Sales grew but profit fell in the second quarter at Dow AgroSciences LLC, the company reported July 25. The Indianapolis-based ag biotech firm racked up nearly $1.9 billion in revenue in the quarter, an increase of 10 percent from the same period a year earlier. Quarterly profit totaled $290 million before accounting for interest, taxes, depreciation and amortization—down from last year’s second-quarter record of $307 million. Sales of crop-protection products rose 12 percent, driven by large gains in Latin America, where sales of new crop-protection products grew 14 percent. Dow AgroSciences is a unit of Michigan-based Dow Chemical Co.

Zimmer Holdings Inc. saw second-quarter earnings slump 29 percent as the orthopedic-device maker set aside an additional $47 million to cover the cost of lawsuits related to its Durom hip cups, according to the Associated Press. The Warsaw-based company stopped marketing the products in 2008 and has put more than $400 million in reserve to cover potential legal costs, including $108 million in the fourth quarter of 2012. Earnings fell to $152.1 million, or 89 cents per share, from $214.5 million, or $1.22 per share, a year ago. If the legal reserve charge and other one-time items are excluded, Zimmer said, its earnings rose to $1.43 per share from $1.34 per share. Revenue increased 4 percent, to $1.2 billion. Zimmer narrowed its profit guidance for the year and now expects to earn $5.70 to $5.80 per share. The company had previously projected adjusted profit of $5.65 to $5.85 per share.

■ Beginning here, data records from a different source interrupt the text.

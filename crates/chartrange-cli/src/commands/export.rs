//! Export command for writing the table as TSV or JSON.

use std::path::Path;

use anyhow::Result;
use chartrange_core::export::{format_table_json, format_table_tsv};
use chartrange_core::{Config, Event};

use crate::app;
use crate::cli::ExportFormat;

/// Render the table with the persisted filters and export it
pub fn run(config: &Config, output: Option<&Path>, format: ExportFormat) -> Result<()> {
    let mut session = app::build_session(config, None)?;
    session.dispatch(Event::OptionsChanged(config.options.clone()))?;

    let rows = session.sink().rows();
    let content = match format {
        ExportFormat::Tsv => format_table_tsv(rows),
        ExportFormat::Json => format_table_json(rows)?,
    };

    if let Some(output_path) = output {
        std::fs::write(output_path, &content)?;
        eprintln!("Exported {} rows to: {}", rows.len(), output_path.display());
    } else {
        println!("{}", content);
    }

    Ok(())
}
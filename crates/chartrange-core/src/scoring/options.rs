use serde::{Deserialize, Serialize};
use serde_json::Value as JsonValue;

/// Break point used when the options leave `bp` unset (percentage mode)
pub const DEFAULT_BREAK_POINT: f64 = 100.0;

/// Scoring configuration handed to the score model
#[derive(Debug, Clone, Default, PartialEq, Serialize, Deserialize)]
pub struct ScoringOptions {
    /// Target pass count. When set, scores are shown as absolute numbers.
    #[serde(default, skip_serializing_if = "Option::is_none")]
    pub bp: Option<f64>,
    /// Skill configuration, passed through to the score model untouched
    #[serde(default)]
    pub skills: JsonValue,
}

impl ScoringOptions {
    pub fn with_bp(bp: f64) -> Self {
        Self {
            bp: Some(bp),
            ..Default::default()
        }
    }

    /// The configured break point, treating zero and NaN as unset
    pub fn break_point(&self) -> Option<f64> {
        self.bp.filter(|bp| *bp != 0.0 && !bp.is_nan())
    }

    /// Break point to scale averages with
    pub fn effective_break_point(&self) -> f64 {
        self.break_point().unwrap_or(DEFAULT_BREAK_POINT)
    }

    /// True when scores are percentages rather than absolute numbers
    pub fn is_percentage(&self) -> bool {
        self.break_point().is_none()
    }
}
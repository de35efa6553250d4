//! The chart range table.
//!
//! - `ChartRow`, `build_rows` - one row per chart with min/avg/max bounds
//! - `SortColumn`, `SortDirection`, `SortState`, `sort_rows` - column sorting
//! - `format_score`, `order_link` - cell formatting
//! - `SongTable` - owns the table state and redraws it through a render sink

mod format;
mod rows;
mod song_table;
mod sort;

pub use format::*;
pub use rows::*;
pub use song_table::*;
pub use sort::*;
mod app;
mod cli;
mod commands;

use anyhow::Result;
use chartrange_core::SortDirection;
use clap::Parser;
use cli::{Args, Command};
use commands::show::ShowOptions;
use tracing_subscriber::EnvFilter;

fn main() -> Result<()> {
    let args = Args::parse();

    // Initialize logging (warn unless RUST_LOG says otherwise)
    let env_filter = EnvFilter::try_from_default_env()
        .unwrap_or_else(|_| EnvFilter::new("chartrange=warn,chartrange_core=warn"));
    tracing_subscriber::fmt()
        .with_env_filter(env_filter)
        .with_writer(std::io::stderr)
        .init();

    let config = app::load_config(&args);

    match args.command {
        Some(Command::Show {
            sort,
            asc,
            desc,
            display,
            only,
        }) => {
            let direction = match (asc, desc) {
                (true, _) => Some(SortDirection::Ascending),
                (_, true) => Some(SortDirection::Descending),
                _ => None,
            };
            commands::show::run(
                &config,
                ShowOptions {
                    sort,
                    direction,
                    display,
                    only,
                },
            )
        }
        Some(Command::Export { output, format }) => {
            commands::export::run(&config, output.as_deref(), format)
        }
        Some(Command::Interactive) | None => commands::interactive::run(&config),
    }
}
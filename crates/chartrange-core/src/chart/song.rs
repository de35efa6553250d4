use std::collections::BTreeMap;

use serde::{Deserialize, Serialize};
use strum::{FromRepr, IntoStaticStr};

use crate::chart::{Chart, Difficulty};
use crate::error::{Error, Result};

/// Which title field the table shows (value of the `display` selector)
#[derive(
    Debug,
    Clone,
    Copy,
    PartialEq,
    Eq,
    Hash,
    Default,
    Serialize,
    Deserialize,
    FromRepr,
    IntoStaticStr,
)]
#[repr(u8)]
pub enum DisplayMode {
    #[default]
    #[strum(serialize = "original")]
    Original = 0,
    #[strum(serialize = "english")]
    English = 1,
    #[strum(serialize = "romanized")]
    Romanized = 2,
}

impl DisplayMode {
    pub fn from_u8(value: u8) -> Option<Self> {
        Self::from_repr(value)
    }

    /// Parse the selector's integer value
    pub fn parse(value: &str) -> Result<Self> {
        value
            .trim()
            .parse::<u8>()
            .ok()
            .and_then(Self::from_u8)
            .ok_or_else(|| Error::InvalidDisplayMode(value.to_string()))
    }

    pub fn as_str(&self) -> &'static str {
        self.into()
    }
}

/// Song metadata with one optional chart per difficulty
#[derive(Debug, Clone, Default, PartialEq, Serialize, Deserialize)]
pub struct Song {
    pub song_id: u32,
    pub title: String,
    #[serde(default, skip_serializing_if = "Option::is_none")]
    pub title_en: Option<String>,
    #[serde(default, skip_serializing_if = "Option::is_none")]
    pub title_romaji: Option<String>,
    /// `None` marks a difficulty slot the song has no chart for
    #[serde(default)]
    pub charts: BTreeMap<Difficulty, Option<Chart>>,
}

impl Song {
    /// Title to show for the given display mode.
    ///
    /// Returns `None` when the song has no usable title in that mode; such
    /// rows are left out of the table.
    pub fn locale_title(&self, display: DisplayMode) -> Option<&str> {
        let title = match display {
            DisplayMode::Original => Some(self.title.as_str()),
            DisplayMode::English => self.title_en.as_deref(),
            DisplayMode::Romanized => self.title_romaji.as_deref(),
        };
        title.map(str::trim).filter(|t| !t.is_empty())
    }

    /// Charts present on this song, in difficulty order
    pub fn charts(&self) -> impl Iterator<Item = (Difficulty, &Chart)> {
        self.charts
            .iter()
            .filter_map(|(difficulty, chart)| chart.as_ref().map(|c| (*difficulty, c)))
    }

    pub fn chart(&self, difficulty: Difficulty) -> Option<&Chart> {
        self.charts.get(&difficulty).and_then(Option::as_ref)
    }
}
//! Render surface abstraction.
//!
//! The table never paints anything itself; it hands finished rows and
//! sort-indicator changes to a [`RenderSink`].

use serde::Serialize;

use crate::chart::Difficulty;
use crate::table::SortColumn;

/// One displayed table row, with every cell already formatted
#[derive(Debug, Clone, PartialEq, Eq, Serialize)]
pub struct RenderedRow {
    pub title: String,
    /// Target of the title link
    pub link: String,
    pub difficulty: Difficulty,
    pub level: String,
    pub min: String,
    pub avg: String,
    pub max: String,
}

pub trait RenderSink {
    /// Remove every body row
    fn reset_table(&mut self);

    fn add_row(&mut self, row: RenderedRow);

    fn hide_sort_indicator(&mut self, _column: SortColumn) {}

    fn show_sort_indicator(&mut self, _column: SortColumn, _glyph: &'static str) {}
}

impl<R: RenderSink + ?Sized> RenderSink for &mut R {
    fn reset_table(&mut self) {
        (**self).reset_table()
    }

    fn add_row(&mut self, row: RenderedRow) {
        (**self).add_row(row)
    }

    fn hide_sort_indicator(&mut self, column: SortColumn) {
        (**self).hide_sort_indicator(column)
    }

    fn show_sort_indicator(&mut self, column: SortColumn, glyph: &'static str) {
        (**self).show_sort_indicator(column, glyph)
    }
}

/// Sink that keeps the table in memory
#[derive(Debug, Clone, Default, PartialEq)]
pub struct MemorySink {
    rows: Vec<RenderedRow>,
    indicators: [Option<&'static str>; 6],
    resets: usize,
}

impl MemorySink {
    pub fn new() -> Self {
        Self::default()
    }

    pub fn rows(&self) -> &[RenderedRow] {
        &self.rows
    }

    /// Number of times the table body was cleared
    pub fn resets(&self) -> usize {
        self.resets
    }

    /// Visible indicator glyph of a header, if any
    pub fn indicator(&self, column: SortColumn) -> Option<&'static str> {
        self.indicators[column.index()]
    }

    pub fn visible_indicators(&self) -> Vec<(SortColumn, &'static str)> {
        SortColumn::ALL
            .into_iter()
            .filter_map(|column| self.indicator(column).map(|glyph| (column, glyph)))
            .collect()
    }
}

impl RenderSink for MemorySink {
    fn reset_table(&mut self) {
        self.rows.clear();
        self.resets += 1;
    }

    fn add_row(&mut self, row: RenderedRow) {
        self.rows.push(row);
    }

    fn hide_sort_indicator(&mut self, column: SortColumn) {
        self.indicators[column.index()] = None;
    }

    fn show_sort_indicator(&mut self, column: SortColumn, glyph: &'static str) {
        self.indicators[column.index()] = Some(glyph);
    }
}

#[cfg(test)]
mod tests {
    use super::*;

    fn make_row(title: &str) -> RenderedRow {
        RenderedRow {
            title: title.to_string(),
            link: "order.html?song_id=1&diff=easy".to_string(),
            difficulty: Difficulty::Easy,
            level: "1".to_string(),
            min: "1%".to_string(),
            avg: "2%".to_string(),
            max: "3%".to_string(),
        }
    }

    #[test]
    fn test_memory_sink_reset_clears_rows() {
        let mut sink = MemorySink::new();
        sink.add_row(make_row("a"));
        sink.add_row(make_row("b"));
        assert_eq!(sink.rows().len(), 2);

        sink.reset_table();
        assert!(sink.rows().is_empty());
        assert_eq!(sink.resets(), 1);
    }

    #[test]
    fn test_memory_sink_indicators() {
        let mut sink = MemorySink::new();
        sink.show_sort_indicator(SortColumn::Avg, "arrow_drop_down");
        assert_eq!(
            sink.visible_indicators(),
            vec![(SortColumn::Avg, "arrow_drop_down")]
        );

        sink.hide_sort_indicator(SortColumn::Avg);
        sink.show_sort_indicator(SortColumn::Title, "arrow_drop_up");
        assert_eq!(sink.indicator(SortColumn::Avg), None);
        assert_eq!(sink.indicator(SortColumn::Title), Some("arrow_drop_up"));
    }

    #[test]
    fn test_sink_through_mut_ref() {
        fn fill<R: RenderSink>(mut sink: R) {
            sink.reset_table();
            sink.add_row(make_row("a"));
        }

        let mut sink = MemorySink::new();
        fill(&mut sink);
        assert_eq!(sink.rows().len(), 1);
        assert_eq!(sink.resets(), 1);
    }
}
use std::collections::{BTreeMap, BTreeSet};

use tracing::warn;

use crate::chart::{Difficulty, DisplayMode};
use crate::config::controls;
use crate::error::{Error, Result};
use crate::filter::{FieldStore, FieldValue, Filters};

/// The filter controls of the table page, keyed by control id
#[derive(Debug, Clone, PartialEq)]
pub struct FilterPanel {
    controls: BTreeMap<String, FieldValue>,
}

impl Default for FilterPanel {
    fn default() -> Self {
        Self::standard()
    }
}

impl FilterPanel {
    /// Panel with no controls
    pub fn empty() -> Self {
        Self {
            controls: BTreeMap::new(),
        }
    }

    /// Standard template: every difficulty checked, original titles shown
    pub fn standard() -> Self {
        let mut panel = Self::empty();
        for difficulty in Difficulty::ALL {
            panel.add_control(difficulty.filter_control_id(), FieldValue::Checked(true));
        }
        panel.add_control(
            controls::DISPLAY,
            FieldValue::Selected((DisplayMode::default() as u8).to_string()),
        );
        panel
    }

    pub fn add_control(&mut self, id: impl Into<String>, initial: FieldValue) {
        self.controls.insert(id.into(), initial);
    }

    pub fn has_control(&self, id: &str) -> bool {
        self.controls.contains_key(id)
    }

    pub fn get(&self, id: &str) -> Result<&FieldValue> {
        self.controls
            .get(id)
            .ok_or_else(|| Error::MissingControl(id.to_string()))
    }

    /// Set a control's value; the value must match the control's kind
    pub fn set(&mut self, id: &str, value: FieldValue) -> Result<()> {
        let slot = self
            .controls
            .get_mut(id)
            .ok_or_else(|| Error::MissingControl(id.to_string()))?;
        if !slot.same_kind(&value) {
            return Err(Error::ControlKindMismatch {
                id: id.to_string(),
                expected: slot.kind(),
                actual: value.kind(),
            });
        }
        *slot = value;
        Ok(())
    }

    pub fn is_checked(&self, id: &str) -> Result<bool> {
        match self.get(id)? {
            FieldValue::Checked(checked) => Ok(*checked),
            other => Err(Error::ControlKindMismatch {
                id: id.to_string(),
                expected: "checkbox",
                actual: other.kind(),
            }),
        }
    }

    pub fn selected(&self, id: &str) -> Result<&str> {
        match self.get(id)? {
            FieldValue::Selected(value) => Ok(value),
            other => Err(Error::ControlKindMismatch {
                id: id.to_string(),
                expected: "select",
                actual: other.kind(),
            }),
        }
    }

    pub fn set_difficulty(&mut self, difficulty: Difficulty, checked: bool) -> Result<()> {
        self.set(
            &difficulty.filter_control_id(),
            FieldValue::Checked(checked),
        )
    }

    pub fn set_display(&mut self, display: DisplayMode) -> Result<()> {
        self.set(
            controls::DISPLAY,
            FieldValue::Selected((display as u8).to_string()),
        )
    }

    /// Check that every control the filters read is present
    pub fn validate(&self) -> Result<()> {
        for difficulty in Difficulty::ALL {
            self.is_checked(&difficulty.filter_control_id())?;
        }
        self.selected(controls::DISPLAY)?;
        Ok(())
    }

    /// Read the current filter selection from the controls
    pub fn parse_filters(&self) -> Result<Filters> {
        let mut difficulties = BTreeSet::new();
        for difficulty in Difficulty::ALL {
            if self.is_checked(&difficulty.filter_control_id())? {
                difficulties.insert(difficulty);
            }
        }
        let display = DisplayMode::parse(self.selected(controls::DISPLAY)?)?;
        Ok(Filters {
            difficulties,
            display,
        })
    }

    /// Persist every control, one field per control
    pub fn save_filters(&self, store: &mut dyn FieldStore) -> Result<()> {
        for (id, value) in &self.controls {
            store.save_field(id, value)?;
        }
        Ok(())
    }

    /// Restore persisted values into the controls.
    ///
    /// Controls without a stored value keep their current value. Stored
    /// values of the wrong kind, and display selections that do not name a
    /// display mode, are skipped.
    pub fn load_filters(&mut self, store: &dyn FieldStore) {
        for (id, slot) in self.controls.iter_mut() {
            match store.load_field(id) {
                Some(FieldValue::Selected(value))
                    if id == controls::DISPLAY && DisplayMode::parse(&value).is_err() =>
                {
                    warn!("Ignoring stored display mode {:?}", value)
                }
                Some(value) if value.same_kind(slot) => *slot = value,
                Some(value) => warn!(
                    "Ignoring stored {} value for {} control {}",
                    value.kind(),
                    slot.kind(),
                    id
                ),
                None => {}
            }
        }
    }

    pub fn iter(&self) -> impl Iterator<Item = (&String, &FieldValue)> {
        self.controls.iter()
    }
}

#[cfg(test)]
mod tests {
    use super::*;
    use crate::filter::MemoryFieldStore;

    #[test]
    fn test_standard_panel_parses_all_difficulties() {
        let panel = FilterPanel::standard();
        let filters = panel.parse_filters().unwrap();
        assert_eq!(filters.difficulties.len(), 5);
        assert_eq!(filters.display, DisplayMode::Original);
    }

    #[test]
    fn test_parse_reflects_unchecked_boxes() {
        let mut panel = FilterPanel::standard();
        panel.set_difficulty(Difficulty::Easy, false).unwrap();
        panel.set_display(DisplayMode::English).unwrap();

        let filters = panel.parse_filters().unwrap();
        assert!(!filters.difficulties.contains(&Difficulty::Easy));
        assert!(filters.difficulties.contains(&Difficulty::Special));
        assert_eq!(filters.display, DisplayMode::English);
    }

    #[test]
    fn test_missing_control_fails_fast() {
        let mut panel = FilterPanel::empty();
        panel.add_control("display", FieldValue::Selected("0".to_string()));
        assert!(matches!(
            panel.parse_filters(),
            Err(Error::MissingControl(id)) if id == "easy-filter"
        ));
        assert!(panel.validate().is_err());
    }

    #[test]
    fn test_set_rejects_kind_mismatch() {
        let mut panel = FilterPanel::standard();
        let result = panel.set("display", FieldValue::Checked(true));
        assert!(matches!(result, Err(Error::ControlKindMismatch { .. })));
    }

    #[test]
    fn test_invalid_display_value() {
        let mut panel = FilterPanel::standard();
        panel
            .set("display", FieldValue::Selected("9".to_string()))
            .unwrap();
        assert!(matches!(
            panel.parse_filters(),
            Err(Error::InvalidDisplayMode(_))
        ));
    }

    #[test]
    fn test_save_and_load_round_trip() {
        let mut store = MemoryFieldStore::new();
        let mut panel = FilterPanel::standard();
        panel.set_difficulty(Difficulty::Hard, false).unwrap();
        panel.set_display(DisplayMode::Romanized).unwrap();
        panel.save_filters(&mut store).unwrap();
        assert_eq!(store.len(), 6);

        let mut restored = FilterPanel::standard();
        restored.load_filters(&store);
        assert_eq!(restored, panel);
    }

    #[test]
    fn test_load_skips_wrong_kind_and_unknown_ids() {
        let mut store = MemoryFieldStore::new();
        store
            .save_field("easy-filter", &FieldValue::Selected("yes".to_string()))
            .unwrap();
        store
            .save_field("other", &FieldValue::Checked(false))
            .unwrap();

        let mut panel = FilterPanel::standard();
        panel.load_filters(&store);
        assert!(panel.is_checked("easy-filter").unwrap());
        assert!(!panel.has_control("other"));
    }

    #[test]
    fn test_load_skips_unknown_display_mode() {
        let mut store = MemoryFieldStore::new();
        store
            .save_field("display", &FieldValue::Selected("7".to_string()))
            .unwrap();

        let mut panel = FilterPanel::standard();
        panel.load_filters(&store);
        assert_eq!(panel.selected("display").unwrap(), "0");
        assert_eq!(panel.parse_filters().unwrap().display, DisplayMode::Original);

        store
            .save_field("display", &FieldValue::Selected("2".to_string()))
            .unwrap();
        panel.load_filters(&store);
        assert_eq!(panel.parse_filters().unwrap().display, DisplayMode::Romanized);
    }
}
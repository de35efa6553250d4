//! Event binding.
//!
//! - `Event`, `EventQueue` - user interactions and their FIFO
//! - `Session` - routes each event to the table and redraws

mod binder;
mod event;

pub use binder::*;
pub use event::*;
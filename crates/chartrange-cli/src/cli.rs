//! CLI argument definitions for chartrange.

use std::path::PathBuf;

use chartrange_core::{Difficulty, DisplayMode, SortColumn};
use clap::{Parser, Subcommand};

#[derive(Parser)]
#[command(name = "chartrange")]
#[command(about = "Chart score range table", version)]
pub struct Args {
    /// Path to config file
    #[arg(short, long, default_value = "chartrange.toml")]
    pub config: PathBuf,

    /// Song catalog (overrides the config file)
    #[arg(long, value_name = "FILE", env = "CHARTRANGE_CATALOG")]
    pub catalog: Option<PathBuf>,

    /// File the filter controls are persisted to (overrides the config file)
    #[arg(long, value_name = "FILE", env = "CHARTRANGE_STATE")]
    pub state: Option<PathBuf>,

    /// Keep filter state in memory only
    #[arg(long)]
    pub no_persist: bool,

    /// Break point; scores are shown as absolute numbers when set
    #[arg(long)]
    pub bp: Option<f64>,

    #[command(subcommand)]
    pub command: Option<Command>,
}

#[derive(Subcommand)]
pub enum Command {
    /// Print the table once
    Show {
        /// Sort column (title, difficulty, level, min, avg, max or 0-5)
        #[arg(long, value_parser = parse_column)]
        sort: Option<SortColumn>,
        /// Sort ascending
        #[arg(long, conflicts_with = "desc")]
        asc: bool,
        /// Sort descending
        #[arg(long)]
        desc: bool,
        /// Title display mode (0 original, 1 english, 2 romanized)
        #[arg(long, value_parser = parse_display)]
        display: Option<DisplayMode>,
        /// Show only these difficulties (comma separated); saved like a checkbox change
        #[arg(long, value_delimiter = ',', value_parser = parse_difficulty)]
        only: Vec<Difficulty>,
    },
    /// Export the table
    Export {
        /// Output file path (stdout when omitted)
        #[arg(long, short)]
        output: Option<PathBuf>,
        /// Export format
        #[arg(long, short, value_enum, default_value = "tsv")]
        format: ExportFormat,
    },
    /// Drive the table with commands read from stdin (default)
    Interactive,
}

#[derive(Clone, Copy, Debug, PartialEq, Eq, clap::ValueEnum)]
pub enum ExportFormat {
    Tsv,
    Json,
}

pub fn parse_column(value: &str) -> Result<SortColumn, String> {
    SortColumn::parse(value).map_err(|e| e.to_string())
}

pub fn parse_display(value: &str) -> Result<DisplayMode, String> {
    DisplayMode::parse(value).map_err(|e| e.to_string())
}

pub fn parse_difficulty(value: &str) -> Result<Difficulty, String> {
    value
        .trim()
        .to_lowercase()
        .parse()
        .map_err(|_| format!("Invalid difficulty: {}", value))
}

#[cfg(test)]
mod tests {
    use super::*;

    #[test]
    fn test_parse_no_args() {
        let args = Args::try_parse_from(["chartrange"]).unwrap();
        assert!(args.command.is_none());
        assert_eq!(args.config, PathBuf::from("chartrange.toml"));
        assert!(args.bp.is_none());
        assert!(!args.no_persist);
    }

    #[test]
    fn test_parse_global_options() {
        let args = Args::try_parse_from([
            "chartrange",
            "--catalog",
            "songs.json",
            "--bp",
            "50",
            "--no-persist",
            "interactive",
        ])
        .unwrap();
        assert_eq!(args.catalog, Some(PathBuf::from("songs.json")));
        assert_eq!(args.bp, Some(50.0));
        assert!(args.no_persist);
        assert!(matches!(args.command, Some(Command::Interactive)));
    }

    #[test]
    fn test_parse_show() {
        let args = Args::try_parse_from([
            "chartrange",
            "show",
            "--sort",
            "level",
            "--asc",
            "--display",
            "1",
            "--only",
            "hard,Expert",
        ])
        .unwrap();
        match args.command {
            Some(Command::Show {
                sort,
                asc,
                desc,
                display,
                only,
            }) => {
                assert_eq!(sort, Some(SortColumn::Level));
                assert!(asc);
                assert!(!desc);
                assert_eq!(display, Some(DisplayMode::English));
                assert_eq!(only, vec![Difficulty::Hard, Difficulty::Expert]);
            }
            _ => panic!("Expected Show command"),
        }
    }

    #[test]
    fn test_parse_show_rejects_bad_values() {
        assert!(Args::try_parse_from(["chartrange", "show", "--sort", "song_id"]).is_err());
        assert!(Args::try_parse_from(["chartrange", "show", "--display", "7"]).is_err());
        assert!(Args::try_parse_from(["chartrange", "show", "--only", "master"]).is_err());
        assert!(Args::try_parse_from(["chartrange", "show", "--asc", "--desc"]).is_err());
    }

    #[test]
    fn test_parse_export() {
        let args =
            Args::try_parse_from(["chartrange", "export", "-f", "json", "-o", "out.json"]).unwrap();
        match args.command {
            Some(Command::Export { output, format }) => {
                assert_eq!(output, Some(PathBuf::from("out.json")));
                assert_eq!(format, ExportFormat::Json);
            }
            _ => panic!("Expected Export command"),
        }
    }

    #[test]
    fn test_parse_export_default_format() {
        let args = Args::try_parse_from(["chartrange", "export"]).unwrap();
        match args.command {
            Some(Command::Export { output, format }) => {
                assert!(output.is_none());
                assert_eq!(format, ExportFormat::Tsv);
            }
            _ => panic!("Expected Export command"),
        }
    }
}
pub mod export;
pub mod interactive;
pub mod show;
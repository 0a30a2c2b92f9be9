// src/config.rs

//! Configuration for the editor: fresh-canvas size, cursor blink cadence,
//! and the paint/sample/save/load key bindings.
//!
//! Settings are deserialized from `termpaint.json` in the working
//! directory when present. Every field falls back to its default, so a
//! partial file only overrides what it names and a missing file is not an
//! error.

use serde::{Deserialize, Serialize};
use std::path::PathBuf;

use log::{info, warn};

/// Configuration file read from the working directory at startup.
pub const CONFIG_FILE: &str = "termpaint.json";

#[derive(Debug, Clone, Serialize, Deserialize, Default)]
#[serde(default)]
pub struct Config {
    /// Fresh-canvas and save-target settings.
    pub canvas: CanvasConfig,
    /// Cursor appearance settings.
    pub cursor: CursorConfig,
    /// Editing key bindings.
    pub keys: KeyBindings,
}

#[derive(Debug, Clone, Serialize, Deserialize)]
#[serde(default)]
pub struct CanvasConfig {
    /// Width in pixels of a fresh canvas.
    pub width: usize,
    /// Height in pixels of a fresh canvas.
    pub height: usize,
    /// Where the save key writes the canvas, unless overridden on the
    /// command line.
    pub output: PathBuf,
}

impl Default for CanvasConfig {
    fn default() -> Self {
        CanvasConfig {
            width: 20,
            height: 20,
            output: PathBuf::from("out.png"),
        }
    }
}

#[derive(Debug, Clone, Serialize, Deserialize)]
#[serde(default)]
pub struct CursorConfig {
    /// Milliseconds between blink phase flips.
    pub blink_interval_ms: u64,
}

impl Default for CursorConfig {
    fn default() -> Self {
        CursorConfig {
            blink_interval_ms: 200,
        }
    }
}

/// Single-character bindings for the editing actions. Movement and focus
/// keys (arrows, Tab) are fixed.
#[derive(Debug, Clone, Serialize, Deserialize)]
#[serde(default)]
pub struct KeyBindings {
    pub paint: char,
    pub sample: char,
    pub save: char,
    pub load: char,
}

impl Default for KeyBindings {
    fn default() -> Self {
        KeyBindings {
            paint: 'q',
            sample: 'w',
            save: 's',
            load: 'l',
        }
    }
}

impl Config {
    /// Reads [`CONFIG_FILE`] from the working directory. A missing file is
    /// the normal case and yields defaults silently; an unreadable or
    /// invalid file is logged and also yields defaults.
    pub fn load_or_default() -> Self {
        match std::fs::read_to_string(CONFIG_FILE) {
            Ok(text) => match serde_json::from_str(&text) {
                Ok(config) => {
                    info!("Loaded configuration from {}.", CONFIG_FILE);
                    config
                }
                Err(e) => {
                    warn!("Ignoring invalid {}: {}", CONFIG_FILE, e);
                    Config::default()
                }
            },
            Err(e) if e.kind() == std::io::ErrorKind::NotFound => Config::default(),
            Err(e) => {
                warn!("Could not read {}: {}", CONFIG_FILE, e);
                Config::default()
            }
        }
    }
}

Eli Lilly and Co. earned $1.2 billion in the second quarter, an increase of 31 percent compared with the same quarter last year, the drugmaker reported July 24. Earnings per share totaled $1.11, compared with 83 cents a year ago. Because it outperformed analysts’ expectations, Lilly hiked up its profit expectations for the year by a range of 13 cents to 18 cents per share. The company now expects to earn $4.28 to $4.38 for the year. In the second quarter, Lilly was able to boost its sales 6 percent worldwide, to $5.9 billion. Lilly’s best-selling drug, the antidepressant Cymbalta, is set to lose its U.S. patent protection in December, after which its sales will switch to cheaper generics. Sales of Cymbalta grew 22 percent in the second quarter, to nearly $1.5 billion. Lilly is hoping to win approval on new diabetes and cancer drugs to offset those coming hits to its sales.  Lilly expects a 20-percent reduction in revenue in 2014 because of the U.S. expiration of the Cymbalta and Evista patents.

WellPoint Inc. earned $2.64 per share in the second quarter, the health insurer reported July 24. Excluding investment gains, WellPoint earned $2.60 per share, a 27.5-percent increase over the same quarter a year ago. WellPoint raised its full-year profit forecast 20 cents per share, excluding the impact of investments, to $8 per share. Overall profit for the quarter rose 24 percent from a year ago, to $800.1 million, as WellPoint’s customers continued to file modest amounts of medical claims. WellPoint spent 83.9 percent of its premium revenue on claims, a tick higher than in the first quarter but well below its predicted level of 85.5 percent for the year. WellPoint’s revenue for the quarter rose 16 percent, to $17.8 billion. WellPoint provided health benefits for 35.7 million Americans at the end of June, more than any other company in the United States.